I understand the tense negotiation that must occur because of the way places of power, including the publishing industry, privilege WMCME. But I wonder if not representing the rural language dialects characters would speak serves only to reify the power disparity instead of disrupting it. 
So, now I’m thinking – what does that mean for our work with students? In my multiculturalism class, over one quarter of my students identify as rural. When we talk about linguistic justice, I assign my language variety blog as one of the readings for that week and all of my rural students have talked about how important it was for them to read and think about their language variety. Now they want to know how to do it with their students. 
One way would be to read rural YAL like the books I’ve mentioned here.

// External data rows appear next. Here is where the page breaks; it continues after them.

//! Error types for statepipe operations

use thiserror::Error;
use uuid::Uuid;

/// Malformed stored document text.
///
/// Never surfaced by the merger: normalization logs it and substitutes an
/// empty document.
#[derive(Debug, Clone, Error, PartialEq, Eq)]
#[error("Malformed document text at line {line}, column {column}: {reason}")]
pub struct ParseError {
    pub line: usize,
    pub column: usize,
    pub reason: String,
}

impl From<&serde_json::Error> for ParseError {
    fn from(err: &serde_json::Error) -> Self {
        Self {
            line: err.line(),
            column: err.column(),
            reason: err.to_string(),
        }
    }
}

/// Validation errors.
#[derive(Debug, Clone, Error, PartialEq, Eq)]
pub enum ValidationError {
    #[error("Record has no state_id; it cannot be persisted")]
    MissingStateId,

    #[error("Invalid state_id {value:?}: {reason}")]
    InvalidStateId { value: String, reason: String },

    #[error("Invalid timestamp for {field}: {value:?}")]
    InvalidTimestamp { field: String, value: String },

    #[error("Field path is empty")]
    EmptyPath,

    #[error("Field path {path:?} has an empty segment at position {position}")]
    EmptySegment { path: String, position: usize },

    #[error("Confidence must be a finite number, got {value}")]
    InvalidConfidence { value: String },
}

/// The addressed record does not exist in storage.
#[derive(Debug, Clone, Error, PartialEq, Eq)]
#[error("State {state_id} not found")]
pub struct NotFoundError {
    pub state_id: Uuid,
}

/// Configuration errors.
#[derive(Debug, Clone, Error, PartialEq, Eq)]
pub enum ConfigError {
    #[error("Missing required configuration field: {field}")]
    MissingRequired { field: String },

    #[error("Invalid value for {field}: {value} - {reason}")]
    InvalidValue {
        field: String,
        value: String,
        reason: String,
    },
}

/// Storage backend errors.
#[derive(Debug, Clone, Error, PartialEq, Eq)]
pub enum StorageError {
    #[error("Storage backend failed during {operation}: {reason}")]
    Backend { operation: String, reason: String },

    #[error("Connection pool unavailable: {reason}")]
    PoolUnavailable { reason: String },

    #[error("Storage lock poisoned")]
    LockPoisoned,
}

/// Master error type for all statepipe errors.
#[derive(Debug, Clone, Error, PartialEq, Eq)]
pub enum StateError {
    #[error("Validation error: {0}")]
    Validation(#[from] ValidationError),

    #[error("Not found: {0}")]
    NotFound(#[from] NotFoundError),

    #[error("Config error: {0}")]
    Config(#[from] ConfigError),

    #[error("Storage error: {0}")]
    Storage(#[from] StorageError),
}

/// Result type alias for statepipe operations.
pub type StateResult<T> = Result<T, StateError>;

// =============================================================================
// TESTS
// =============================================================================
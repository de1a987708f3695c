//! Statepipe PG - PostgreSQL State Repository
//!
//! Implements [`statepipe_storage::StateRepository`] for the states table on
//! a `deadpool-postgres` pool. Table and column names come from
//! configuration and are validated before they reach SQL text.

pub mod config;
pub mod error;
pub mod repository;
pub mod sql;

pub use config::{DbConfig, Identifier, TableLayout};
pub use error::PgError;
pub use repository::{ColumnInfo, PgStateRepository};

Asking students to inquire into the way the characters’ speech is represented in their book and the ways that they do/n’t relate to it by cataloging their own would be a great start. Comparing and contrasting the different ways rural language is represented across different rural YA books could also be enlightening. 
I have also found that even when I’m reading WMCME, I actually read it in my Appalachian-infused Hoosier rural variety of English. When I read it aloud, especially, I notice the ways I alter words (e.g., making contractions where there aren’t any, dropping g’s when they’re still present). Asking students to vocalize the characters as they’re written and as they hear it in their own way of speaking could open up conversations about language diversity, power, and linguistic justice in significant ways.  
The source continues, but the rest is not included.